낮아진 추론 노력, 캐싱 버그 및 프롬프트 제한이 문제 발생

첫 번째 문제는 3월 4일로 거슬러 올라갑니다. 일부 사용자가 높은 모드에서 극심한 지연 시간(Latency)을 겪고 있었기 때문에, 앤스로픽은 기본 추론 노력(Reasoning effort)을 '높음(High)'에서 '중간(Medium)'으로 낮추었습니다. 내부 테스트 결과 중간 모드는 대부분의 작업에서 약간 낮은 결과를 보여줄 뿐 지연 시간을 크게 줄여주는 것으로 나타났습니다.

하지만 이 트레이드오프는 실패했습니다. 사용자들은 즉시 클로드 코드가 덜 똑똑해진 것 같다고 보고했습니다. 4월 7일, 앤스로픽은 이 변경 사항을 영구적으로 롤백했습니다.

두 번째 문제는 3월 26일에 배포된 캐싱 최적화 버그였습니다. 세션을 재개할 때 지연 시간을 줄이기 위해 1시간 비활동 후 오래된 추론 섹션을 한 번만 삭제하려는 계획이었습니다. 그러나 코딩 오류로 인해 이후의 모든 턴마다 추론 기록이 지워지는 결과를 낳았습니다.

결과적으로 클로드는 자체 결정에 대한 컨텍스트를 점진적으로 잃어버렸습니다. 사용자들은 기억력 상실, 반복 및 이상한 도구 선택을 발견했습니다. 게다가, 결과적인 캐시 미스(Cache misses)로 인해 예상보다 빠르게 사용량 한도를 소진했습니다. 앤스로픽에 따르면 이 버그는 리뷰 과정에서 발견되지 않고 넘어갔으며 4월 10일이 되어서야 수정되었습니다.
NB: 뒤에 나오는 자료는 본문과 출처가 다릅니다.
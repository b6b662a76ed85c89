//! Control Flow Execution
//!
//! Handles control flow constructs:
//! - if/elif/else
//! - for loops
//! - C-style for loops
//! - while loops
//! - until loops
//! - case statements
//! - break/continue

use regex_lite::Regex;

use crate::ast::types::{CaseTerminator as AstCaseTerminator, StatementNode};
use crate::interpreter::conditionals::match_pattern;
use crate::interpreter::errors::{
    ControlFlowError, ExecutionLimitError, InterpreterError, LimitType,
};
use crate::interpreter::helpers::condition::ConditionResult;
use crate::interpreter::helpers::loop_helpers::{handle_loop_error, LoopAction};
use crate::interpreter::types::{ExecResult, InterpreterState};

/// Validate that a variable name is a valid identifier.
/// Returns true if valid, false otherwise.
pub fn is_valid_identifier(name: &str) -> bool {
    let re = Regex::new(r"^[a-zA-Z_][a-zA-Z0-9_]*$").unwrap();
    re.is_match(name)
}

/// Accumulated output from a loop or conditional construct.
#[derive(Debug, Clone, Default)]
pub struct ForResult {
    pub stdout: String,
    pub stderr: String,
    pub exit_code: i32,
}

impl ForResult {
    pub fn new(stdout: String, stderr: String, exit_code: i32) -> Self {
        Self { stdout, stderr, exit_code }
    }

    fn append(&mut self, stdout: &str, stderr: &str) {
        self.stdout.push_str(stdout);
        self.stderr.push_str(stderr);
    }
}
#[cfg(test)]
mod tests {
    use super::*;
    use crate::fs::InMemoryFs;
    use crate::fs::types::FileSystem;
    use std::collections::HashMap;
    use std::sync::Arc;

    async fn make_ctx(
        args: Vec<&str>,
        stdin: &str,
        files: Vec<(&str, &str)>,
    ) -> CommandContext {
        let fs = Arc::new(InMemoryFs::new());
        for (path, content) in files {
            fs.write_file(path, content.as_bytes()).await.unwrap();
        }
        CommandContext {
            args: args.into_iter().map(String::from).collect(),
            stdin: stdin.to_string(),
            cwd: "/".to_string(),
            env: HashMap::new(),
            fs,
            exec_fn: None,
            fetch_fn: None,
        }
    }

    #[tokio::test]
    async fn test_join_basic() {
        let ctx = make_ctx(
            vec!["/file1.txt", "/file2.txt"],
            "",
            vec![
                ("/file1.txt", "1 apple\n2 banana\n3 cherry\n"),
                ("/file2.txt", "1 red\n2 yellow\n3 red\n"),
            ],
        )
        .await;
        let result = JoinCommand.execute(ctx).await;
        assert_eq!(result.exit_code, 0);
        assert!(result.stdout.contains("1 apple red"));
        assert!(result.stdout.contains("2 banana yellow"));
        assert!(result.stdout.contains("3 cherry red"));
    }

    #[tokio::test]
    async fn test_join_only_matching() {
        let ctx = make_ctx(
            vec!["/file1.txt", "/file2.txt"],
            "",
            vec![
                ("/file1.txt", "1 apple\n2 banana\n"),
                ("/file2.txt", "1 red\n3 green\n"),
            ],
        )
        .await;
        let result = JoinCommand.execute(ctx).await;
        assert_eq!(result.exit_code, 0);
        assert!(result.stdout.contains("1 apple red"));
        assert!(!result.stdout.contains("2"));
        assert!(!result.stdout.contains("3"));
    }

    #[tokio::test]
    async fn test_join_custom_field() {
        let ctx = make_ctx(
            vec!["-1", "2", "-2", "1", "/file1.txt", "/file2.txt"],
            "",
            vec![
                ("/file1.txt", "apple 1\nbanana 2\n"),
                ("/file2.txt", "1 red\n2 yellow\n"),
            ],
        )
        .await;
        let result = JoinCommand.execute(ctx).await;
        assert_eq!(result.exit_code, 0);
        assert!(result.stdout.contains("1 apple red"));
        assert!(result.stdout.contains("2 banana yellow"));
    }

    #[tokio::test]
    async fn test_join_custom_separator() {
        let ctx = make_ctx(
            vec!["-t:", "/file1.txt", "/file2.txt"],
            "",
            vec![
                ("/file1.txt", "1:apple\n2:banana\n"),
                ("/file2.txt", "1:red\n2:yellow\n"),
            ],
        )
        .await;
        let result = JoinCommand.execute(ctx).await;
        assert_eq!(result.exit_code, 0);
        assert!(result.stdout.contains("1:apple:red"));
    }

    #[tokio::test]
    async fn test_join_left_outer_a1() {
        let ctx = make_ctx(
            vec!["-a1", "/file1.txt", "/file2.txt"],
            "",
            vec![
                ("/file1.txt", "1 apple\n2 banana\n3 cherry\n"),
                ("/file2.txt", "1 red\n3 green\n"),
            ],
        )
        .await;
        let result = JoinCommand.execute(ctx).await;
        assert_eq!(result.exit_code, 0);
        assert!(result.stdout.contains("1 apple red"));
        assert!(result.stdout.contains("3 cherry green"));
        assert!(result.stdout.contains("2 banana"));
    }

    #[tokio::test]
    async fn test_join_right_outer_a2() {
        let ctx = make_ctx(
            vec!["-a2", "/file1.txt", "/file2.txt"],
            "",
            vec![
                ("/file1.txt", "1 apple\n3 cherry\n"),
                ("/file2.txt", "1 red\n2 yellow\n3 green\n"),
            ],
        )
        .await;
        let result = JoinCommand.execute(ctx).await;
        assert_eq!(result.exit_code, 0);
        assert!(result.stdout.contains("1 apple red"));
        assert!(result.stdout.contains("3 cherry green"));
        assert!(result.stdout.contains("2 yellow"));
    }

    #[tokio::test]
    async fn test_join_anti_v1() {
        let ctx = make_ctx(
            vec!["-v1", "/file1.txt", "/file2.txt"],
            "",
            vec![
                ("/file1.txt", "1 apple\n2 banana\n3 cherry\n"),
                ("/file2.txt", "1 red\n3 green\n"),
            ],
        )
        .await;
        let result = JoinCommand.execute(ctx).await;
        assert_eq!(result.exit_code, 0);
        assert!(result.stdout.contains("2 banana"));
        assert!(!result.stdout.contains("1 apple red"));
        assert!(!result.stdout.contains("3 cherry green"));
    }

    #[tokio::test]
    async fn test_join_empty_replacement() {
        let ctx = make_ctx(
            vec!["-a1", "-e", "EMPTY", "-o", "1.1,1.2,2.2", "/file1.txt", "/file2.txt"],
            "",
            vec![
                ("/file1.txt", "1 apple\n2 banana\n"),
                ("/file2.txt", "1 red\n"),
            ],
        )
        .await;
        let result = JoinCommand.execute(ctx).await;
        assert_eq!(result.exit_code, 0);
        assert!(result.stdout.contains("1 apple red"));
        assert!(result.stdout.contains("2 banana EMPTY"));
    }

    #[tokio::test]
    async fn test_join_ignore_case() {
        let ctx = make_ctx(
            vec!["-i", "/file1.txt", "/file2.txt"],
            "",
            vec![
                ("/file1.txt", "A hello\nB world\n"),
                ("/file2.txt", "a foo\nb bar\n"),
            ],
        )
        .await;
        let result = JoinCommand.execute(ctx).await;
        assert_eq!(result.exit_code, 0);
        assert!(result.stdout.contains("hello foo"));
        assert!(result.stdout.contains("world bar"));
    }

    #[tokio::test]
    async fn test_join_missing_file() {
        let ctx = make_ctx(
            vec!["/file1.txt"],
            "",
            vec![("/file1.txt", "1 apple\n")],
        )
        .await;
        let result = JoinCommand.execute(ctx).await;
        assert_ne!(result.exit_code, 0);
    }

    #[tokio::test]
    async fn test_join_no_matches() {
        let ctx = make_ctx(
            vec!["/file1.txt", "/file2.txt"],
            "",
            vec![
                ("/file1.txt", "1 apple\n2 banana\n"),
                ("/file2.txt", "3 red\n4 yellow\n"),
            ],
        )
        .await;
        let result = JoinCommand.execute(ctx).await;
        assert_eq!(result.exit_code, 0);
        assert_eq!(result.stdout, "");
    }
}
세 번째 문제는 4월 16일에 나타났습니다. 바로 Opus 4.7의 잘 알려진 장황함(Verbosity)을 억제하기 위한 시스템 프롬프트 지침이었습니다. 해당 지침은 다음과 같았습니다. "길이 제한: 도구 호출 사이의 텍스트는 25단어 이하로 유지하고, 작업에 자세한 설명이 필요한 경우를 제외하고 최종 응답은 100단어 이하로 유지하세요." 이후 더 광범위한 평가 슈트(Eval suite)를 사용한 테스트에서 3%의 품질 저하가 나타났습니다. 앤스로픽은 4월 20일에 이 변경 사항을 롤백했습니다.

앤스로픽의 품질 관리 강화

각 변경 사항이 서로 다른 시간대에 다른 사용자 그룹에게 영향을 미쳤기 때문에, 결합된 효과는 모호하고 점진적인 저하처럼 느껴졌으며 처음에는 정상적인 편차와 구별하기가 어려웠습니다.

앞으로 앤스로픽은 더 많은 직원이 내부 테스트 버전 대신 클로드 코드의 정확한 퍼블릭 빌드(Public build)를 사용할 것이라고 밝혔습니다. 또한 모든 시스템 프롬프트 변경은 이제 광범위하고 모델에 특화된 평가 슈트(Eval suite)를 통과해야 합니다.

지능에 영향을 미칠 수 있는 변경 사항의 경우, 앤스로픽은 안정화 기간(Soak periods)과 점진적 출시(Gradual rollouts)를 도입할 계획입니다. 보상으로 회사는 모든 구독자의 사용량 한도를 초기화했습니다.

또한 앤스로픽은 제품 결정을 더 투명하게 전달하기 위해 X(옛 트위터) 계정 @ClaudeDevs를 개설했습니다.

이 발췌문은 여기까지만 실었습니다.